PENANGGUNG Jawab Tunggal Aliansi Relawan Jokowi atau ARJ Haidar Alwi
meminta isu referendum provinsi Aceh dan lainnya tidak dibesar-besarkan. Karena, menurut dia, Negara Kesatuan Republik Indonesia (NKRI) sudah harga mati dan tidak bisa ditawar-tawar lagi.
“Jangan pernah bermimpi disiang hari bolong akan hadir referendum pada sore harinya di NKRI ini. Sebab, hal itu tidak baik dan bisa berdampak buruk terhadap masyarakat. Karena, akan jauh lebih baik dan bijak jika kita semua bekerja keras bergandengan tangan membangun bangsa demi masa depan anak cucu kita dikemudian hari,” katanya Senin (3/6/2019).
Lebih lanjut dirinya menjelaskan, di negara Indonesia yang dibenarkan adalah otonomi daerah atau otonomi khusus seperti yang diberikan pada Aceh dan Papua. Karena, memang itu diatur dalam Undang-undang (UU).
“Demi rakyat, janganlah bermain api dengan isu referendum lagi. Karena, pada akhirnya rakyat kecil yang akan selalu menjadi korban. Rakyat tentunya juga sudah bosan kalau dipaksa terus menerus harus memilih ini itu,” tegasnya.
Ditambahkannya, pengertian referendum dengan makar jelas berbeda. Namun, kedua hal itu tetap tidak diperbolehkan dalam negara ini. Apalagi, gerakan-gerakan seperti itu menjadi aneh ketika terhembus setelah perhitungan suara resmi KPU.
“Referendum untuk memisahkan diri dari pemerintah Indonesia. Sementara makar akan ‘menggulingkan’ atau tidak mengakui adanya pemeritahan yang sah. Tetap saja dua hal itu tidak diperkenankan,” tegasnya.
Untuk itu, dirinya meminta pemerintah segera mengambil tindakan tegas atas upaya-upaya seperti itu. Termasuk juga mengungkap motif dalang sesungguhnya dibalik isu-isu referendum yang sepertinya saut menyaut layaknya paduan suara. “Oleh karena itu, jangan dikasih hati kelompok atau orang-orang seperti itu. Jadi, pemerintah harus segera mengambil sikap,” pungkasnya.
Sebelumnya, Mantan Panglima Gerekan Aceh Merdeka (GAM) yang saat ini menjabat sebagai ketua umum Komite Peralihan Aceh (KPA) dan sekaligus ketua umum Partai Aceh (PA), Muzakir Manaf menyerukan masyarakat Aceh melakukan referendum atau jajak pendapat. Pilihannya, mau tetap di Indonesia atau lepas dan jadi negara baru.

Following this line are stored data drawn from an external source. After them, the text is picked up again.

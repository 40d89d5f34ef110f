//! Chord/progression renderer — drives many tone voices into one offline
//! stereo buffer, measure by measure.

use tracing::debug;

use crate::config::{
    EffectsSpec, EnvelopeSpec, MusicGenerationConfig, ChordProgression, VoiceParams, Waveform,
};
use crate::dsp::buffer::RenderedBuffer;
use crate::dsp::mixer::StereoMixer;
use crate::dsp::voice::ToneVoice;
use crate::error::EngineError;
use crate::theory;

/// Sample rate for offline music rendering.
pub const SAMPLE_RATE: u32 = 44_100;

/// Chord-boundary fade length in seconds, both in and out.
const CHORD_FADE: f64 = 0.050;

/// How far the outermost chord notes are panned.
const PAN_SPREAD: f64 = 0.8;

/// Left/right weights for the bassline voice.
const BASS_GAIN_L: f64 = 0.6;
const BASS_GAIN_R: f64 = 0.4;

/// Render a full generation config to a stereo buffer. Deterministic: the
/// same config always produces the same samples.
pub fn render_music(config: &MusicGenerationConfig) -> Result<RenderedBuffer, EngineError> {
    config.validate()?;
    let progression = theory::progression_for(config)?;
    render_progression(&progression, config, SAMPLE_RATE)
}

/// Render a progression at an explicit sample rate.
///
/// The output always spans a whole number of measures: the requested
/// duration is rounded up to the next measure boundary.
pub fn render_progression(
    progression: &ChordProgression,
    config: &MusicGenerationConfig,
    sample_rate: u32,
) -> Result<RenderedBuffer, EngineError> {
    config.validate()?;
    progression.validate()?;

    let sr = sample_rate as f64;
    let seconds_per_beat = 60.0 / progression.tempo_bpm as f64;
    let beats_per_measure = progression.time_signature.numerator as usize;
    let measure_seconds = seconds_per_beat * beats_per_measure as f64;
    let measures = ((config.duration_seconds / measure_seconds).ceil() as usize).max(1);
    let total_frames = (measures as f64 * measure_seconds * sr).round() as usize;

    let chords_per_measure = progression.chords.len().min(beats_per_measure).max(1);
    let chord_seconds = measure_seconds / chords_per_measure as f64;

    debug!(
        measures,
        chords_per_measure,
        total_frames,
        "rendering progression '{}'",
        progression.name
    );

    // Schedule every voice up front, ordered by start frame.
    let mut scheduled: Vec<(usize, ToneVoice)> = Vec::new();
    let mut chord_cursor = 0usize;
    for m in 0..measures {
        for slot in 0..chords_per_measure {
            let chord = &progression.chords[chord_cursor % progression.chords.len()];
            chord_cursor += 1;

            let start_seconds = m as f64 * measure_seconds + slot as f64 * chord_seconds;
            let offset = (start_seconds * sr).round() as usize;

            let notes: &[f64] = if config.enable_harmony {
                chord.as_slice()
            } else {
                &chord[..1]
            };

            for (i, &frequency) in notes.iter().enumerate() {
                let voice = chord_note_voice(
                    frequency,
                    i,
                    notes.len(),
                    chord_seconds,
                    config,
                    sr,
                )?;
                scheduled.push((offset, voice));
            }

            if config.bassline {
                let voice = bassline_voice(chord[0] / 2.0, chord_seconds, config, sr)?;
                scheduled.push((offset, voice));
            }
        }
    }
    scheduled.sort_by_key(|(offset, _)| *offset);

    // Block render: activate voices as their start frame arrives, sum into
    // the mixer, retain the unfinished.
    let block_size = 128;
    let mut mixer = StereoMixer::new();
    let mut active: Vec<(usize, ToneVoice)> = Vec::new();
    let mut buffer = RenderedBuffer::stereo(total_frames, sample_rate);
    let mut next_idx = 0;

    let mut block_start = 0;
    while block_start < total_frames {
        let block_end = (block_start + block_size).min(total_frames);
        let this_block = block_end - block_start;

        while next_idx < scheduled.len() && scheduled[next_idx].0 < block_end {
            let (offset, voice) = scheduled[next_idx].clone();
            active.push((offset, voice));
            next_idx += 1;
        }

        mixer.clear(this_block);
        for (offset, voice) in active.iter_mut() {
            let begin = offset.saturating_sub(block_start);
            for i in begin..this_block {
                if voice.is_finished() {
                    break;
                }
                let (l, r) = voice.next_frame();
                mixer.add(i, l, r);
            }
        }

        let (left, right) = mixer.output();
        for i in 0..this_block {
            buffer.channels[0][block_start + i] = left[i] as f32;
            buffer.channels[1][block_start + i] = right[i] as f32;
        }

        active.retain(|(_, v)| !v.is_finished());
        block_start = block_end;
    }

    Ok(buffer)
}

/// One chord note, panned by its index so the chord spreads left-to-right.
fn chord_note_voice(
    frequency: f64,
    index: usize,
    chord_size: usize,
    duration: f64,
    config: &MusicGenerationConfig,
    sample_rate: f64,
) -> Result<ToneVoice, EngineError> {
    let pan = if chord_size <= 1 {
        0.0
    } else {
        (index as f64 / (chord_size - 1) as f64 * 2.0 - 1.0) * PAN_SPREAD
    };
    let params = VoiceParams {
        waveform: config.waveform,
        frequency,
        duration_seconds: duration,
        volume: config.volume / chord_size as f64,
        effects: Some(boundary_fade()),
    };
    ToneVoice::with_pan(&params, pan, sample_rate)
}

/// The bassline voice: a sine an octave under the chord root, leaning left.
fn bassline_voice(
    frequency: f64,
    duration: f64,
    config: &MusicGenerationConfig,
    sample_rate: f64,
) -> Result<ToneVoice, EngineError> {
    let params = VoiceParams {
        waveform: Waveform::Sine,
        frequency,
        duration_seconds: duration,
        volume: config.volume * 0.5,
        effects: Some(boundary_fade()),
    };
    ToneVoice::with_channel_gains(&params, BASS_GAIN_L, BASS_GAIN_R, sample_rate)
}

/// 50ms fades at both chord edges so adjacent chords join without clicks.
fn boundary_fade() -> EffectsSpec {
    EffectsSpec {
        envelope: Some(EnvelopeSpec {
            attack: CHORD_FADE,
            decay: 0.0,
            sustain: 1.0,
            release: CHORD_FADE,
        }),
        ..Default::default()
    }
}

Seruan referendum itu dikatakan Muzakir Manaf alias Mualem dalam sambutannya pada peringatan kesembilan (3 Juni 2010-3 Juni 2019), wafatnya Wali Negara Aceh, Paduka Yang Mulia Tgk. Muhammad Hasan Ditiro dan buka bersama di salah satu Gedung Amel Banda Aceh, Senin (27/5/2019) malam.
“Alhamudlillah, kita melihat saat ini, negara kita di Indonesia tak jelas soal keadilan dan demokrasi. Indonesia diambang kehancuran dari sisi apa saja. Itu sebabnya, maaf Pak Pangdam, ke depan Aceh kita minta referendum saja,” ujar Mualem yang disambut tepuk tangan dan yel yel “Hidup Mualem”.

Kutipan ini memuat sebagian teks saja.